Le nombre de cas attendus est directement déduit de
l'incidence du rétinoblastome qui est estimé à 1 nouveau cas
pour 16 000 naissances vivantes (8), rapportée à la population
desservie par chaque équipe pluridisciplinaire. La population
de tous les pays avec des équipes partenaires du programme
représentent environ 600 millions d'habitants, avec à peu près
1 100 nouveaux cas de RB attendus chaque année. L'objectif
d'améliorer le taux de guérison à >70% des cas attendus dans une large part de cette population suppose la guérison d'environ
500 nouveaux cas supplémentaires chaque année par rapport
au niveau actuel, et ce de façon irréversible. Par ailleurs, il est
estimé que la population de l'Afrique subsaharienne va doubler
d'ici 2050, avec une évolution parallèle du nombre de nouveaux
cas de RB (9).
Sachant que le taux de guérison est déjà proche de 100%
dans les pays à haut revenu depuis plus de 20 ans (8), l'objectif
de 70% des cas attendus nous semble atteignable et pourra
permettre d'espérer à l'horizon 2050 une guérison de la plupart
des cas de RB qui apparaitront chaque année dans cette région
du monde, soit le double d'aujourd'hui.
Mise en œuvre
Le programme a débuté en juin 2019, coordonné par l'équipe
de l'AMCC avec le Dr Karim Assani, oncopédiatre de Kinshasa,
recruté comme manager à temps plein à cet effet. Sa mise en
œuvre s'appuie sur les équipes pluridisciplinaires identifiées
et soutenues dans chaque pays. Elles reçoivent les conseils
d'un comité de pilotage composé d'une douzaine d'experts
internationaux sur le rétinoblastome ainsi que sur l'expertise
de l'institut Curie à Paris. Le partenariat avec le GFAOP est très
étroit, notamment pour les actions de diagnostic précoce.
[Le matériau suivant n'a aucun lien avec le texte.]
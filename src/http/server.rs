//! HTTP server setup and configuration.
//!
//! # Responsibilities
//! - Create Axum Router with the admin surface and the mock fallback
//! - Wire up middleware (tracing, timeout, request ID)
//! - Strip the API base URL and hand (method, path) to the engine
//! - Apply registry reloads while serving
//! - Drain gracefully on shutdown

use std::sync::Arc;
use std::time::{Duration, Instant};

use axum::{
    body::Body,
    extract::State,
    http::Request,
    response::{IntoResponse, Response},
    Router,
};
use tokio::net::TcpListener;
use tokio::sync::{broadcast, mpsc};
use tower_http::{timeout::TimeoutLayer, trace::TraceLayer};

use crate::admin;
use crate::config::MockConfig;
use crate::engine::MockEngine;
use crate::http::request::{propagate_request_id_layer, request_id, set_request_id_layer};
use crate::http::response::not_found;
use crate::observability::metrics;
use crate::routing::{HttpMethod, Registry};

/// Application state injected into handlers.
#[derive(Clone)]
pub struct AppState {
    pub engine: Arc<MockEngine>,
    pub base_url: Arc<str>,
}

/// HTTP server for the mock API.
pub struct HttpServer {
    router: Router,
    engine: Arc<MockEngine>,
}

impl HttpServer {
    /// Create a new HTTP server serving `engine` with the given configuration.
    pub fn new(config: &MockConfig, engine: Arc<MockEngine>) -> Self {
        let state = AppState {
            engine: Arc::clone(&engine),
            base_url: Arc::from(config.api.base_url.as_str()),
        };
        let router = Self::build_router(config, state);
        Self { router, engine }
    }

    /// Build the Axum router with all middleware layers.
    #[allow(deprecated)]
    fn build_router(config: &MockConfig, state: AppState) -> Router {
        let mut router = Router::new();
        if config.admin.enabled {
            router = router.nest(&config.admin.prefix, admin::router());
        }
        router
            .fallback(mock_handler)
            .with_state(state)
            .layer(TimeoutLayer::new(Duration::from_secs(config.timeouts.request_secs)))
            .layer(propagate_request_id_layer())
            .layer(TraceLayer::new_for_http())
            .layer(set_request_id_layer())
    }

    /// The router, for driving the server without a socket.
    pub fn router(&self) -> Router {
        self.router.clone()
    }

    pub fn engine(&self) -> &Arc<MockEngine> {
        &self.engine
    }

    /// Run the server, accepting connections on the given listener.
    ///
    /// Registries received on `registry_updates` replace the route table.
    /// The server drains and returns once `shutdown` fires.
    pub async fn run(
        self,
        listener: TcpListener,
        mut registry_updates: mpsc::UnboundedReceiver<Registry>,
        mut shutdown: broadcast::Receiver<()>,
    ) -> Result<(), std::io::Error> {
        let addr = listener.local_addr()?;
        tracing::info!(
            address = %addr,
            routes = self.engine.registry().len(),
            "HTTP server starting"
        );

        let engine = Arc::clone(&self.engine);
        let reloads = tokio::spawn(async move {
            while let Some(registry) = registry_updates.recv().await {
                engine.reload(registry);
            }
        });

        axum::serve(listener, self.router)
            .with_graceful_shutdown(async move {
                if shutdown.recv().await.is_err() {
                    tracing::debug!("Shutdown channel closed");
                }
                tracing::info!("Shutdown signal received");
            })
            .await?;

        reloads.abort();
        tracing::info!("HTTP server stopped");
        Ok(())
    }
}

/// Answer every request outside the admin surface from the engine.
async fn mock_handler(State(state): State<AppState>, request: Request<Body>) -> Response {
    let start_time = Instant::now();
    let method = request.method().clone();
    let path = request.uri().path();

    let response = match (HttpMethod::try_from(&method), strip_base(path, &state.base_url)) {
        (Ok(method), Some(route_path)) => state.engine.handle(method, route_path),
        _ => None,
    };

    match response {
        Some(response) => {
            metrics::record_request(method.as_str(), response.status, true, start_time);
            response.into_response()
        }
        None => {
            tracing::debug!(
                request_id = %request_id(&request),
                method = %method,
                path = %path,
                "No route matched"
            );
            metrics::record_request(method.as_str(), 404, false, start_time);
            not_found()
        }
    }
}

/// Path relative to `base_url`, or `None` when the request is outside it.
fn strip_base<'a>(path: &'a str, base_url: &str) -> Option<&'a str> {
    if base_url == "/" {
        return Some(path);
    }
    match path.strip_prefix(base_url)? {
        "" => Some("/"),
        rest if rest.starts_with('/') => Some(rest),
        _ => None,
    }
}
La signature d'un accord de partenariat entre l'AMCC
et chaque hôpital (ou hôpitaux) où travaille l'équipe
pluridisciplinaire permet de proposer des formations et des
équipements complémentaires afin d'avoir une équipe formée
et outillée pour les soins très spécifiques que requiert le RB.
Également, le développement et la mise œuvre d'un plan
pluriannuel de diagnostic précoce est conçu avec chaque
ministère de la santé, incluant l'accompagnement pour le
plaidoyer au niveau local pour un accès rapide aux soins pour
ces enfants avec une prise en charge financière. Le diagnostic
précoce est l'un des piliers importants du programme car il est
clairement démontré que le stade au diagnostic est un facteur
essentiel pour la survie des patients atteints de rétinoblastome
et aussi d'un moindre coût pour la prise en charge (1).
L'autre pilier fondamental est l'appui à l'enregistrement de
tous les cas dans une base de données fiable et sécurisée située
à Gustave Roussy, Villejuif, coordonnée par le GFAOP, afin de
permettre aux équipes d'évaluer leurs propres progressions.
Un enregistrement prospectif détaillé est proposé pour les
cas traités à visée curative, avec comme avantage d'avoir
la possibilité d'envisager pour les équipes des publications
scientifiques mono et multicentriques de haute qualité.
Il est à souligner que pour des raisons de pérennité du
programme, celui-ci ne prévoit pas de payer les frais de
traitement des enfants atteints de rétinoblastome et des
solutions doivent être mises en place dans chaque pays.